Category: , Posted:27 Apr 2013 | 06:00 am

Many of my early childhood memories are of my great Aunt Louise. She was the black sheep of the family and no one could quite figure out the exact connection, whether it was on my mother or father's side, but nonetheless, she was on our family role call.
She was a hard drinker and you would rarely find her anytime after lunch without a cocktail by her side. Perhaps the most amazing thing about Aunt Louise was that she smoked ultra-long Virginia Slims, "lady" cigarettes, and would let ash build up to the limit before taking a drag and starting all over again.
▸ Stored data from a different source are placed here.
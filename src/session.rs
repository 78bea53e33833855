//! Application context
//!
//! A [`Session`] owns one [`Transport`] and the synchronizers that follow it,
//! wires them together on construction and unwires them on teardown. Whoever
//! hosts the player (the CLI, a GUI shell, a test) creates one session and
//! passes it around instead of reaching for shared globals.

use std::cell::RefCell;
use std::rc::Rc;
use std::thread;

use crate::config::PlayerConfig;
use crate::error::PlayerError;
use crate::keyboard::Keyboard;
use crate::midi::{MidiSource, ParsedMidi};
use crate::playback::{AudioClock, SynthBackend, Timer, Transport};
use crate::song::SongData;
use crate::sync::{
    attach, attach_controls, ChordSync, ChordView, Controls, ControlsSync, ControlsView, KeyboardSync, KeyboardView,
    LyricSync, LyricView, Subscription,
};
use crate::timeline::Timeline;

/// Display targets for a session. The keyboard is optional.
pub struct Views {
    pub lyrics: Box<dyn LyricView>,
    pub chords: Box<dyn ChordView>,
    pub keyboard: Option<Box<dyn KeyboardView>>,
    pub controls: Box<dyn ControlsView>,
}

pub struct Session {
    config: PlayerConfig,
    transport: Rc<Transport>,
    timer: Rc<dyn Timer>,
    lyrics: Rc<RefCell<LyricSync<Box<dyn LyricView>>>>,
    chords: Rc<RefCell<ChordSync<Box<dyn ChordView>>>>,
    keyboard: Option<Rc<RefCell<KeyboardSync<Box<dyn KeyboardView>>>>>,
    controls: Rc<RefCell<ControlsSync<Box<dyn ControlsView>>>>,
    subscriptions: Vec<Subscription>,
}

impl Session {
    /// Build the transport from `config` and attach every synchronizer.
    ///
    /// # Errors
    /// [`PlayerError::ConfigError`] if the configuration does not validate.
    pub fn new(
        config: PlayerConfig,
        clock: Rc<dyn AudioClock>,
        timer: Rc<dyn Timer>,
        backend: Box<dyn SynthBackend>,
        views: Views,
    ) -> Result<Self, PlayerError> {
        config.validate()?;

        let transport = Rc::new(Transport::new(clock, timer.clone(), backend).with_tick_interval(config.tick_interval()));
        transport.set_playback_rate(config.playback_rate)?;

        let keyboard_range = Keyboard::new(config.chord_octave, config.keyboard_octaves);
        let lyrics = Rc::new(RefCell::new(LyricSync::new(Timeline::default(), config.lyric_policy, views.lyrics)));
        let chords = Rc::new(RefCell::new(ChordSync::new(Timeline::default(), views.chords)));
        let keyboard = views
            .keyboard
            .map(|view| Rc::new(RefCell::new(KeyboardSync::new(Timeline::default(), keyboard_range, view))));
        let controls = Rc::new(RefCell::new(ControlsSync::new(views.controls)));

        let bus = transport.events();
        let mut subscriptions = vec![
            attach(bus, lyrics.clone()),
            attach(bus, chords.clone()),
            attach_controls(bus, controls.clone()),
        ];
        if let Some(keyboard) = &keyboard {
            subscriptions.push(attach(bus, keyboard.clone()));
        }
        log::debug!("Session ready with {} subscriptions", subscriptions.len());

        Ok(Self {
            config,
            transport,
            timer,
            lyrics,
            chords,
            keyboard,
            controls,
            subscriptions,
        })
    }

    /// Load a MIDI source together with its lyrics and chords.
    ///
    /// On failure the previous song and its song data stay in place.
    pub fn load_song(&self, source: impl Into<MidiSource>, song: SongData) -> Result<Rc<ParsedMidi>, PlayerError> {
        let midi = self.transport.load_midi(source)?;
        self.install(song);
        Ok(midi)
    }

    /// Like [`Session::load_song`] for an already decoded song.
    pub fn load_parsed_song(&self, midi: ParsedMidi, song: SongData) -> Result<Rc<ParsedMidi>, PlayerError> {
        let midi = self.transport.load_parsed(midi)?;
        self.install(song);
        Ok(midi)
    }

    fn install(&self, song: SongData) {
        log::info!(
            "Song data: {} lyric lines, {} chords",
            song.lyrics.len(),
            song.chords.len()
        );
        if let Some(keyboard) = &self.keyboard {
            keyboard.borrow_mut().set_chords(song.chords.clone());
        }
        self.chords.borrow_mut().set_chords(song.chords);
        self.lyrics.borrow_mut().set_lyrics(song.lyrics);
    }

    /// Drive the timer in real time until playback pauses, stops or ends.
    pub fn run(&self) {
        while let Some(interval) = self.timer.interval() {
            thread::sleep(interval);
            self.transport.tick();
        }
    }

    pub fn transport(&self) -> &Rc<Transport> {
        &self.transport
    }

    pub fn config(&self) -> &PlayerConfig {
        &self.config
    }

    pub fn active_lyric(&self) -> Option<usize> {
        self.lyrics.borrow().active()
    }

    pub fn active_chord(&self) -> Option<usize> {
        self.chords.borrow().active()
    }

    pub fn controls(&self) -> Controls {
        self.controls.borrow().controls()
    }

    /// Detach every synchronizer and release the transport's song.
    pub fn teardown(&mut self) {
        if self.subscriptions.is_empty() {
            return;
        }
        let bus = self.transport.events();
        for subscription in self.subscriptions.drain(..) {
            subscription.detach(bus);
        }
        self.transport.dispose();
        log::debug!("Session torn down");
    }
}

impl Drop for Session {
    fn drop(&mut self) {
        self.teardown();
    }
}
My kid sister and I would sit on the edge of our seats in raw anticipation, waiting for the ash fall that never quite came. Aunt Louise lived in one of those old California Victorian-style mansions in Pasadena. I can't quite make out if she was divorced but apparently her husband had gone out for a newspaper and never came back some twenty years before.
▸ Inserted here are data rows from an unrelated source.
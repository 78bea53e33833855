//! Parsed MIDI document types
//!
//! A [`ParsedMidi`] is immutable once built: tracks of notes with timing in
//! seconds, already resolved through the file's tempo map.

use serde::Serialize;

use crate::chord::PITCH_NAMES;
use crate::error::PlayerError;

/// A single note with absolute timing in seconds.
///
/// # Fields
/// - `pitch_name`: Scientific pitch name (`C4` = MIDI 60, sharps only)
/// - `start_seconds`: Offset from the start of the song, `>= 0`
/// - `duration_seconds`: Length of the note, `> 0`
/// - `velocity`: Normalized loudness in `[0, 1]`
#[derive(Debug, Clone, PartialEq, Serialize)]
#[serde(rename_all = "camelCase")]
pub struct Note {
    pub pitch_name: String,
    pub start_seconds: f64,
    pub duration_seconds: f64,
    pub velocity: f32,
}

impl Note {
    pub fn new(pitch_name: impl Into<String>, start_seconds: f64, duration_seconds: f64, velocity: f32) -> Self {
        Self {
            pitch_name: pitch_name.into(),
            start_seconds,
            duration_seconds,
            velocity,
        }
    }

    pub fn end_seconds(&self) -> f64 {
        self.start_seconds + self.duration_seconds
    }
}

/// One independent note sequence, typically one instrument.
#[derive(Debug, Clone, Default, PartialEq, Serialize)]
#[serde(rename_all = "camelCase")]
pub struct Track {
    #[serde(skip_serializing_if = "Option::is_none")]
    pub name: Option<String>,
    pub notes: Vec<Note>,
}

impl Track {
    pub fn new(name: Option<String>, notes: Vec<Note>) -> Self {
        Self { name, notes }
    }
}

/// A complete song ready for scheduling.
#[derive(Debug, Clone, PartialEq, Serialize)]
#[serde(rename_all = "camelCase")]
pub struct ParsedMidi {
    tracks: Vec<Track>,
    duration: f64,
}

impl ParsedMidi {
    /// Validate tracks and build the document.
    ///
    /// Notes inside each track are stably ordered by start time. The song
    /// duration is the latest note end.
    ///
    /// # Errors
    /// [`PlayerError::LoadError`] when a note has a negative or non-finite
    /// start, a non-positive duration, or a velocity outside `[0, 1]`.
    pub fn new(mut tracks: Vec<Track>) -> Result<Self, PlayerError> {
        let mut duration: f64 = 0.0;
        for (track_idx, track) in tracks.iter_mut().enumerate() {
            for (note_idx, note) in track.notes.iter().enumerate() {
                let valid = note.start_seconds.is_finite()
                    && note.start_seconds >= 0.0
                    && note.duration_seconds.is_finite()
                    && note.duration_seconds > 0.0
                    && (0.0..=1.0).contains(&note.velocity);
                if !valid {
                    return Err(PlayerError::LoadError(format!(
                        "note {} of track {} is invalid: {:?}",
                        note_idx, track_idx, note
                    )));
                }
                duration = duration.max(note.end_seconds());
            }
            track
                .notes
                .sort_by(|a, b| a.start_seconds.total_cmp(&b.start_seconds));
        }
        Ok(Self { tracks, duration })
    }

    pub fn tracks(&self) -> &[Track] {
        &self.tracks
    }

    /// Length of the song in seconds.
    pub fn duration(&self) -> f64 {
        self.duration
    }

    pub fn note_count(&self) -> usize {
        self.tracks.iter().map(|t| t.notes.len()).sum()
    }
}

/// Scientific pitch name for a MIDI key number (60 → `C4`).
pub fn midi_note_name(key: u8) -> String {
    let octave = key as i32 / 12 - 1;
    format!("{}{}", PITCH_NAMES[(key % 12) as usize], octave)
}
//! Chord symbol parsing for keyboard highlighting
//!
//! Maps chord symbols (C, Am, G7, Dm7, F#m7b5, etc.) to ordered pitch lists.

use std::fmt;

use serde::Serialize;

/// Pitch names indexed by pitch class (C = 0 ... B = 11).
pub const PITCH_NAMES: [&str; 12] = [
    "C", "C#", "D", "D#", "E", "F", "F#", "G", "G#", "A", "A#", "B",
];

/// A named pitch in a specific octave (`C4` is middle C, MIDI 60).
#[derive(Debug, Clone, Copy, PartialEq, Eq, Hash, Serialize)]
pub struct Pitch {
    name: &'static str,
    octave: i32,
    #[serde(skip)]
    class: u8,
}

impl Pitch {
    pub fn new(pitch_class: u8, octave: i32) -> Self {
        let class = pitch_class % 12;
        Self {
            name: PITCH_NAMES[class as usize],
            octave,
            class,
        }
    }

    pub fn name(&self) -> &'static str {
        self.name
    }

    pub fn octave(&self) -> i32 {
        self.octave
    }

    pub fn pitch_class(&self) -> u8 {
        self.class
    }

    pub fn midi_number(&self) -> i32 {
        (self.octave + 1) * 12 + self.class as i32
    }
}

impl fmt::Display for Pitch {
    fn fmt(&self, f: &mut fmt::Formatter<'_>) -> fmt::Result {
        write!(f, "{}{}", self.name, self.octave)
    }
}

/// Chord quality, resolved from the suffix that follows the root.
#[derive(Debug, Clone, Copy, PartialEq, Eq, Serialize)]
#[serde(rename_all = "kebab-case")]
pub enum ChordQuality {
    Major,
    Minor,
    Dominant7,
    Major7,
    Minor7,
    Diminished,
    Augmented,
    Sus2,
    Sus4,
    Sixth,
    Minor6,
    Ninth,
    Major9,
    Minor9,
    Add9,
    HalfDiminished,
    Dominant7Sus4,
    Dominant7Flat9,
    Dominant7Sharp9,
    Thirteenth,
}

impl ChordQuality {
    /// Look up a suffix. Returns `None` for suffixes outside the table.
    pub fn from_suffix(suffix: &str) -> Option<Self> {
        let quality = match suffix {
            "" | "maj" | "M" => Self::Major,
            "m" | "min" | "-" => Self::Minor,
            "7" => Self::Dominant7,
            "maj7" | "M7" => Self::Major7,
            "m7" | "min7" | "-7" => Self::Minor7,
            "dim" | "°" => Self::Diminished,
            "aug" | "+" => Self::Augmented,
            "sus2" => Self::Sus2,
            "sus4" | "sus" => Self::Sus4,
            "6" => Self::Sixth,
            "m6" | "min6" => Self::Minor6,
            "9" => Self::Ninth,
            "maj9" | "M9" => Self::Major9,
            "m9" | "min9" => Self::Minor9,
            "add9" => Self::Add9,
            "m7b5" | "ø" | "ø7" => Self::HalfDiminished,
            "7sus4" => Self::Dominant7Sus4,
            "7b9" => Self::Dominant7Flat9,
            "7#9" => Self::Dominant7Sharp9,
            "13" => Self::Thirteenth,
            _ => return None,
        };
        Some(quality)
    }

    /// Semitone offsets from the root. Offsets of 12 or more are extensions
    /// that land in the next octave.
    pub fn intervals(self) -> &'static [u8] {
        match self {
            Self::Major => &[0, 4, 7],
            Self::Minor => &[0, 3, 7],
            Self::Dominant7 => &[0, 4, 7, 10],
            Self::Major7 => &[0, 4, 7, 11],
            Self::Minor7 => &[0, 3, 7, 10],
            Self::Diminished => &[0, 3, 6],
            Self::Augmented => &[0, 4, 8],
            Self::Sus2 => &[0, 2, 7],
            Self::Sus4 => &[0, 5, 7],
            Self::Sixth => &[0, 4, 7, 9],
            Self::Minor6 => &[0, 3, 7, 9],
            Self::Ninth => &[0, 4, 7, 10, 14],
            Self::Major9 => &[0, 4, 7, 11, 14],
            Self::Minor9 => &[0, 3, 7, 10, 14],
            Self::Add9 => &[0, 4, 7, 14],
            Self::HalfDiminished => &[0, 3, 6, 10],
            Self::Dominant7Sus4 => &[0, 5, 7, 10],
            Self::Dominant7Flat9 => &[0, 4, 7, 10, 13],
            Self::Dominant7Sharp9 => &[0, 4, 7, 10, 15],
            Self::Thirteenth => &[0, 4, 7, 10, 14, 21],
        }
    }
}

/// A parsed chord symbol: root pitch class plus quality.
#[derive(Debug, Clone, Copy, PartialEq, Eq)]
pub struct ChordSymbol {
    pub root: u8,
    pub quality: ChordQuality,
}

impl ChordSymbol {
    /// Parse a chord symbol.
    ///
    /// The root is a letter `A`-`G` optionally followed by `#` or `b`; the rest
    /// is the quality suffix. Unknown suffixes fall back to a major triad.
    /// Returns `None` when the root itself cannot be read, rather than reading
    /// it as C; flats wrap around the octave, so `Cb` is B.
    pub fn parse(symbol: &str) -> Option<Self> {
        let mut chars = symbol.chars();
        let base: i32 = match chars.next()? {
            'C' => 0,
            'D' => 2,
            'E' => 4,
            'F' => 5,
            'G' => 7,
            'A' => 9,
            'B' => 11,
            _ => return None,
        };

        let rest = chars.as_str();
        let (accidental, suffix) = if let Some(s) = rest.strip_prefix('#') {
            (1, s)
        } else if let Some(s) = rest.strip_prefix('b') {
            (-1, s)
        } else {
            (0, rest)
        };

        let quality = ChordQuality::from_suffix(suffix).unwrap_or(ChordQuality::Major);
        Some(Self {
            root: (base + accidental).rem_euclid(12) as u8,
            quality,
        })
    }

    /// Ordered pitches of the chord, with the root placed in `base_octave`.
    pub fn pitch_set(&self, base_octave: i32) -> Vec<Pitch> {
        self.quality
            .intervals()
            .iter()
            .map(|&offset| {
                let absolute = self.root + offset;
                Pitch::new(absolute % 12, base_octave + (absolute / 12) as i32)
            })
            .collect()
    }
}

/// Convert a chord symbol into its ordered pitch list.
///
/// # Supported Chord Types
/// - **Major**: `C`, `maj`, `M` → root, major 3rd, perfect 5th
/// - **Minor**: `m`, `min`, `-` → root, minor 3rd, perfect 5th
/// - **Sevenths**: `7`, `maj7`, `m7`, `m7b5`, `7sus4`
/// - **Altered dominants**: `7b9`, `7#9`
/// - **Triad variants**: `dim`, `aug`, `sus2`, `sus4`
/// - **Sixths**: `6`, `m6`
/// - **Extensions**: `9`, `maj9`, `m9`, `add9`, `13`
///
/// # Examples
/// ```
/// use kplay::chord::chord_to_pitch_set;
///
/// // A minor: the 3rd and 5th cross into the next octave
/// let am: Vec<String> = chord_to_pitch_set("Am", 4).iter().map(|p| p.to_string()).collect();
/// assert_eq!(am, vec!["A4", "C5", "E5"]);
///
/// // Unknown suffixes fall back to the major triad
/// assert_eq!(chord_to_pitch_set("Cxyz", 4), chord_to_pitch_set("C", 4));
/// ```
pub fn chord_to_pitch_set(symbol: &str, base_octave: i32) -> Vec<Pitch> {
    match ChordSymbol::parse(symbol.trim()) {
        Some(chord) => chord.pitch_set(base_octave),
        None => vec![],
    }
}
Like all children who somehow have this exaggerated reality growing up, everything in the world seemed big. My Aunt's house was no exception and the opulent tower, which contained more rooms than a hotel, was a train wreck inside.
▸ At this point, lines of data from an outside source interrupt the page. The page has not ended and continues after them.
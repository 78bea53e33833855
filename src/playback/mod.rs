//! # Playback Module
//!
//! Turn a [`ParsedMidi`](crate::midi::ParsedMidi) into timed note triggers and
//! drive everything that follows the song position.
//!
//! ## Purpose
//! The [`Transport`] owns the loaded song and a playback clock, and exposes:
//! 1. **Transport control** - play, pause, stop, seek, playback rate
//! 2. **Audio scheduling** - one note-on/note-off trigger per note, against the audio clock
//! 3. **Notifications** - typed events on an [`EventBus`] for lyric, chord and UI followers
//!
//! ## Sub-modules
//! - `events` - EventBus and the closed set of event kinds with their payloads
//! - `clock` - AudioClock and Timer capabilities, with real and manual implementations
//! - `synth` - VoiceGroup/SynthBackend seam, VoiceBank ownership, logging and recording backends
//! - `transport` - Transport state machine and scheduler
//!
//! ## Example
//! ```rust
//! use std::cell::Cell;
//! use std::rc::Rc;
//! use kplay::midi::{Note, ParsedMidi, Track};
//! use kplay::playback::{Ended, IntervalTimer, ManualClock, RecordingSynth, Transport};
//!
//! let clock = Rc::new(ManualClock::new());
//! let transport = Transport::new(clock.clone(), Rc::new(IntervalTimer::new()), Box::new(RecordingSynth::new()));
//! transport
//!     .load_parsed(ParsedMidi::new(vec![Track::new(None, vec![Note::new("A4", 0.0, 2.0, 0.7)])]).unwrap())
//!     .unwrap();
//!
//! let ended = Rc::new(Cell::new(false));
//! let flag = ended.clone();
//! transport.add_event_listener::<Ended>(move |_| flag.set(true));
//!
//! transport.play();
//! clock.advance(2.0);
//! transport.tick();
//!
//! assert!(ended.get());
//! assert_eq!(transport.current_time(), 0.0);
//! ```
//!
//! ## Timing
//!
//! While playing, the position is derived from the audio clock:
//! `position = (now - anchor) * rate`, with `anchor = now - position / rate`
//! taken whenever playback (re)starts. A note at offset `s` is scheduled at
//! `anchor + s / rate` and lasts `duration / rate`. Only notes with
//! `s >= position` are scheduled, so a note already under way when playback
//! resumes or seeks stays silent.
//!
//! Pause, stop, seek and rate changes cancel pending triggers and the timer
//! before anything is rescheduled.

mod clock;
mod events;
mod synth;
mod transport;

#[cfg(test)]
mod tests;

pub use clock::{AudioClock, IntervalTimer, ManualClock, SystemClock, Timer};
pub use events::{
    Ended, EndedEvent, ErrorEvent, ErrorRaised, EventBus, EventKind, ListenerId, Listeners, MidiLoaded,
    MidiLoadedEvent, Pause, PauseEvent, Play, PlayEvent, RateChange, RateChangeEvent, Stop, StopEvent, TimeUpdate,
    TimeUpdateEvent,
};
pub use synth::{LoggingSynth, RecordingSynth, ScheduledNote, SynthBackend, SynthEvent, VoiceBank, VoiceGroup};
pub use transport::{Transport, TransportStatus, DEFAULT_TICK_INTERVAL, MAX_PLAYBACK_RATE, MIN_PLAYBACK_RATE};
Elaborate Velveteen paintings of Spanish bullfighters donned the walls, with pastel pink flamingos bathing in a pond in the entry foyer. Even the billiard room had that famous picture of dogs playing cards. She was loaded but her interior design bordered on an episode from the Beverly Hillbillies.
Aunt Louise has long since departed but she apparently didn't take her bad taste with her. As of late, in the ultra-villa lairs of the 'almost famous' here in glitzy Phuket there is a decided creep of bad taste, and even worse, lack of anything even remotely called interior design.
Call in the style police, damn the torpedoes, we are in for a direct hit. After a decade or so on the island, the strange attitude towards penny-pinching never ceases to amaze.
I've seen high-profile, rich, worldly businessmen shell out tens of millions on awesome architecture, stunning infinity pools and expensive land; but it seems that at the end of the process there is a decided lack of will to finish off the job correctly. I've been to completed and lived-in homes that look like bare skeletons ready to house a family from the witness protection program. Or they feature 'fine art' off the wall of the copy art place in Patong by the 7-Eleven – boy monks holding hands – you know the one I am talking about. If I have to see one more desecrated Buddha image or carving from Chatuchak, take me out back and shoot me.
My heart bleeds for the island's toiling interior artisans, landscape designers and other specialists who should be rewarded handsomely instead of viewed as second-class citizens. I love great architecture but with those great flat roofs facing west you can't even use most of the house all afternoon. How to get any sense of privacy at night? No curtains could possibly cover those 6-meter high feature windows.
I'm not just talking million dollar homes but townhouses, condos and apartments where little thought or budget is given to fitting out the house to make it into a livable home, or just taking it up a notch. How about feature walls instead of drab white walls that could well span the entire Great Wall of China? What about some color? For God's sake, anything but white, off-white or the ubiquitous eggshell color, please.
So that's it, my dearly departed Aunt Louise is turning in her grave at the very upscale Forest Lawn Cemetery. One of my last memories of that magnificent house is driving down the street after her funeral and looking out the back of the family station wagon. My eyes caught the bright tail of a ceramic Bambi in her garden and the Stonehenge colors of those seven dwarfs scattered about the front yard.
That's it, I've said enough. But please, if you have enough money to build a really great house here in paradise, finish it off with just a shred of style, design and perhaps even a little art to top off the package.